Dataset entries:
________________________

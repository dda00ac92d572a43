//! Predictive process monitoring configuration loading and validation.
//!
//! This crate provides:
//! - Typed Rust structs for the model parameter file and the run configuration
//! - Config resolution (CLI → env → XDG → defaults)
//! - Semantic validation
//! - Config snapshots for run provenance

pub mod params;
pub mod resolve;
pub mod run;
pub mod snapshot;
pub mod validate;

pub use params::{Dim, ModelParameters, ScaleArgsSpec, VectorizerKind, Vocabulary};
pub use resolve::{resolve_config, ConfigPaths, ConfigSource};
pub use run::{
    AnchorMode, CaseFilter, DecodeVariant, EventCountRange, FailurePolicy, PrefixSource,
    ReadOptions, RunConfig, RunMode,
};
pub use snapshot::ConfigSnapshot;
pub use validate::{ValidationError, ValidationResult};

use std::path::Path;

/// Schema version for configuration files.
pub const CONFIG_SCHEMA_VERSION: &str = ppm_common::SCHEMA_VERSION;

/// Fully loaded and validated configuration for one run.
#[derive(Debug, Clone)]
pub struct Config {
    pub params: ModelParameters,
    pub run: RunConfig,
    pub snapshot: ConfigSnapshot,
}

impl Config {
    /// Load both files from resolved paths and validate them together.
    ///
    /// The parameter file is mandatory; the run configuration falls back to
    /// built-in defaults.
    pub fn load(paths: &ConfigPaths) -> ValidationResult<Self> {
        let params_path = paths.params.as_deref().ok_or_else(|| {
            ValidationError::MissingField(
                "model parameter file (pass --params or set PPM_PARAMS)".to_string(),
            )
        })?;
        let (params, params_content) = read_with(params_path, ModelParameters::from_str)?;
        let (run, run_content) = match paths.run.as_deref() {
            Some(path) => {
                let (run, content) =
                    read_with(path, |s| RunConfig::from_str_with_format(s, run::detect_format(path)?))?;
                (run, Some(content))
            }
            None => (RunConfig::default(), None),
        };

        validate::validate_params(&params)?;
        validate::validate_run(&run, &params)?;

        let snapshot = ConfigSnapshot::new(
            &params,
            &run,
            paths,
            &params_content,
            run_content.as_deref(),
        );
        Ok(Config {
            params,
            run,
            snapshot,
        })
    }
}

fn read_with<T>(
    path: &Path,
    parse: impl FnOnce(&str) -> ValidationResult<T>,
) -> ValidationResult<(T, String)> {
    let content = std::fs::read_to_string(path).map_err(|e| {
        ValidationError::IoError(format!("Failed to read {}: {}", path.display(), e))
    })?;
    let value = parse(&content)?;
    Ok((value, content))
}
//! Predictive process monitoring core library.
//!
//! This library provides the batch prediction pipeline:
//! - Event log ingestion into sentinel-bounded case traces
//! - Prefix features and fixed-width feature windows
//! - The predictor seam and a replay predictor
//! - Decoding strategies, rescaling and timestamp reconstruction
//! - The batch engine, result output and JSON schemas
//! - Exit codes and structured logging for the CLI
//!
//! The binary entry point is in `main.rs`.

pub mod decode;
pub mod encode;
pub mod exit_codes;
pub mod filter;
pub mod ingest;
pub mod logging;
pub mod output;
pub mod pipeline;
pub mod predictor;
pub mod prefix;
pub mod reconstruct;
pub mod record;
pub mod rescale;
pub mod schema;

pub use decode::{Decoder, Selection, Strategy};
pub use encode::FeatureWindow;
pub use ingest::{CaseTrace, EventLog, LogReader};
pub use pipeline::{BatchEngine, BatchOutput, BatchPlan, CancelToken, RunSummary};
pub use predictor::{ModelOutput, PredictionRequest, Predictor, PredictorError, ReplayPredictor};
pub use record::ResultRecord;
impl Error {
    /// Attach the case and prefix being processed. Already-located errors
    /// are returned unchanged.
    pub fn at_prefix(self, case_id: &CaseId, prefix_len: usize) -> Self {
        match self {
            e @ Error::AtPrefix { .. } | e @ Error::Cancelled => e,
            other => Error::AtPrefix {
                case_id: case_id.clone(),
                prefix_len,
                source: Box::new(other),
            },
        }
    }

    /// The innermost error, looking through [`Error::AtPrefix`].
    pub fn root(&self) -> &Error {
        match self {
            Error::AtPrefix { source, .. } => source.root(),
            other => other,
        }
    }

    /// Returns the error code for this error type.
    ///
    /// Error codes are stable and grouped by category:
    /// - 10-29: Input errors
    /// - 30-39: Configuration errors
    /// - 40-49: Inference errors
    /// - 50-59: Batch errors
    /// - 60-69: Predictor errors
    /// - 70-79: I/O errors
    pub fn code(&self) -> u32 {
        match self {
            Error::Parse(_) => 10,
            Error::MissingColumn { .. } => 11,
            Error::InvalidTimestamp { .. } => 12,
            Error::UnsupportedFormat { .. } => 20,
            Error::InvalidConfiguration(_) => 30,
            Error::UnknownNormMethod(_) => 31,
            Error::PredictionCountOutOfRange { .. } => 32,
            Error::InvalidDistribution(_) => 40,
            Error::InsufficientSupport { .. } => 41,
            Error::NonFinite { .. } => 42,
            Error::EmptyRange { .. } => 50,
            Error::MissingAnchor { .. } => 51,
            Error::AtPrefix { source, .. } => source.code(),
            Error::Predictor(_) => 60,
            Error::Cancelled => 61,
            Error::Io(_) => 70,
            Error::Json(_) => 71,
        }
    }

    /// Returns the error category for grouping and filtering.
    pub fn category(&self) -> ErrorCategory {
        match self {
            Error::Parse(_)
            | Error::MissingColumn { .. }
            | Error::InvalidTimestamp { .. }
            | Error::UnsupportedFormat { .. } => ErrorCategory::Input,

            Error::InvalidConfiguration(_)
            | Error::UnknownNormMethod(_)
            | Error::PredictionCountOutOfRange { .. } => ErrorCategory::Config,

            Error::InvalidDistribution(_)
            | Error::InsufficientSupport { .. }
            | Error::NonFinite { .. } => ErrorCategory::Inference,

            Error::EmptyRange { .. } | Error::MissingAnchor { .. } => ErrorCategory::Batch,
            Error::AtPrefix { source, .. } => source.category(),

            Error::Predictor(_) | Error::Cancelled => ErrorCategory::Predictor,

            Error::Io(_) | Error::Json(_) => ErrorCategory::Io,
        }
    }

    /// Returns whether this error is potentially recoverable without
    /// changing inputs or configuration.
    pub fn is_recoverable(&self) -> bool {
        match self {
            Error::AtPrefix { source, .. } => source.is_recoverable(),
            // the model may be flaky; the caller decides whether to retry
            Error::Predictor(_) => true,
            Error::Cancelled => true,
            Error::Io(_) => true,
            _ => false,
        }
    }

    /// Returns the suggested action for agents.
    pub fn suggested_action(&self) -> SuggestedAction {
        match self {
            Error::Parse(_)
            | Error::MissingColumn { .. }
            | Error::InvalidTimestamp { .. }
            | Error::UnsupportedFormat { .. } => SuggestedAction::FixInput,

            Error::InvalidConfiguration(_)
            | Error::UnknownNormMethod(_)
            | Error::PredictionCountOutOfRange { .. }
            | Error::EmptyRange { .. } => SuggestedAction::RunCheck,

            Error::InvalidDistribution(_)
            | Error::InsufficientSupport { .. }
            | Error::NonFinite { .. } => SuggestedAction::Skip,

            Error::MissingAnchor { .. } => SuggestedAction::Skip,
            Error::AtPrefix { source, .. } => source.suggested_action(),

            Error::Predictor(_) => SuggestedAction::Retry,
            Error::Cancelled => SuggestedAction::Abort,

            Error::Io(_) => SuggestedAction::Retry,
            Error::Json(_) => SuggestedAction::ManualIntervention,
        }
    }

    /// Returns a human-readable remediation hint.
    pub fn remediation(&self) -> &'static str {
        match self {
            Error::Parse(_) => "Check that the event log is a well-formed CSV file with a header row.",
            Error::MissingColumn { .. } => {
                "Map the log's columns to caseid, task, user and the timestamp fields with 'read_options.column_names'."
            }
            Error::InvalidTimestamp { .. } => {
                "Set 'read_options.timeformat' to match the log, e.g. '%Y-%m-%dT%H:%M:%S.%f'."
            }
            Error::UnsupportedFormat { .. } => {
                "Provide the event log as .csv, .csv.gz or a .zip containing a .csv file."
            }
            Error::InvalidConfiguration(_) => {
                "Run 'ppm check' to validate the model parameters and run configuration."
            }
            Error::UnknownNormMethod(_) => {
                "Use one of lognorm, normal, standard, max or none for 'norm_method'."
            }
            Error::PredictionCountOutOfRange { .. } => {
                "Lower 'multiprednum' to at most the smaller of the activity and role vocabulary sizes."
            }
            Error::InvalidDistribution(_) => {
                "The model returned probabilities that do not form a distribution. Check the model's output layer."
            }
            Error::InsufficientSupport { .. } => {
                "Lower 'multiprednum' or use 'multi_pred', which does not require nonzero mass."
            }
            Error::NonFinite { .. } => {
                "The model produced NaN or infinite values. Check the model and its scale arguments."
            }
            Error::EmptyRange { .. } => {
                "Widen 'case_filter.event_count_range' or check 'case_filter.case_ids' against the log."
            }
            Error::MissingAnchor { .. } => {
                "The case has no real events to anchor timestamps. Check the case filter and the log."
            }
            Error::AtPrefix { source, .. } => source.remediation(),
            Error::Predictor(_) => {
                "Retry the run. If persistent, check that the predictor covers every case and prefix."
            }
            Error::Cancelled => "The run was cancelled before completion. Re-run to produce results.",
            Error::Io(_) => "Check that the file exists, is readable, and the output location is writable.",
            Error::Json(_) => "Invalid JSON. Check syntax with 'jq .' or regenerate the file.",
        }
    }

    /// Returns a short headline for human-readable output.
    pub fn headline(&self) -> &'static str {
        match self {
            Error::Parse(_) => "Event Log Parse Error",
            Error::MissingColumn { .. } => "Missing Column",
            Error::InvalidTimestamp { .. } => "Invalid Timestamp",
            Error::UnsupportedFormat { .. } => "Unsupported Input Format",
            Error::InvalidConfiguration(_) => "Invalid Configuration",
            Error::UnknownNormMethod(_) => "Unknown Normalization Method",
            Error::PredictionCountOutOfRange { .. } => "Prediction Count Out of Range",
            Error::InvalidDistribution(_) => "Invalid Distribution",
            Error::InsufficientSupport { .. } => "Insufficient Support",
            Error::NonFinite { .. } => "Non-Finite Model Output",
            Error::EmptyRange { .. } => "Empty Case Selection",
            Error::MissingAnchor { .. } => "Missing Anchor Timestamp",
            Error::AtPrefix { source, .. } => source.headline(),
            Error::Predictor(_) => "Predictor Error",
            Error::Cancelled => "Run Cancelled",
            Error::Io(_) => "I/O Error",
            Error::Json(_) => "JSON Error",
        }
    }

    fn fill_context(&self, context: &mut BTreeMap<String, serde_json::Value>) {
        match self {
            Error::MissingColumn { column } => {
                context.insert("column".to_string(), serde_json::json!(column));
            }
            Error::InvalidTimestamp { value, format, row } => {
                context.insert("value".to_string(), serde_json::json!(value));
                context.insert("format".to_string(), serde_json::json!(format));
                context.insert("row".to_string(), serde_json::json!(row));
            }
            Error::UnsupportedFormat { path } => {
                context.insert("path".to_string(), serde_json::json!(path));
            }
            Error::PredictionCountOutOfRange { requested, max } => {
                context.insert("requested".to_string(), serde_json::json!(requested));
                context.insert("max".to_string(), serde_json::json!(max));
            }
            Error::InsufficientSupport {
                requested,
                available,
            } => {
                context.insert("requested".to_string(), serde_json::json!(requested));
                context.insert("available".to_string(), serde_json::json!(available));
            }
            Error::EmptyRange {
                min,
                max,
                considered,
            } => {
                context.insert("min".to_string(), serde_json::json!(min));
                context.insert("max".to_string(), serde_json::json!(max));
                context.insert("considered".to_string(), serde_json::json!(considered));
            }
            Error::MissingAnchor { case_id } => {
                context.insert("case_id".to_string(), serde_json::json!(case_id));
            }
            Error::AtPrefix {
                case_id,
                prefix_len,
                source,
            } => {
                context.insert("case_id".to_string(), serde_json::json!(case_id));
                context.insert("prefix_len".to_string(), serde_json::json!(prefix_len));
                source.fill_context(context);
            }
            _ => {}
        }
    }
}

________________________

What the task requires →
Please show the lines in the entries above that hold the string "static".

Your response →
    pub fn remediation(&self) -> &'static str {
    pub fn headline(&self) -> &'static str {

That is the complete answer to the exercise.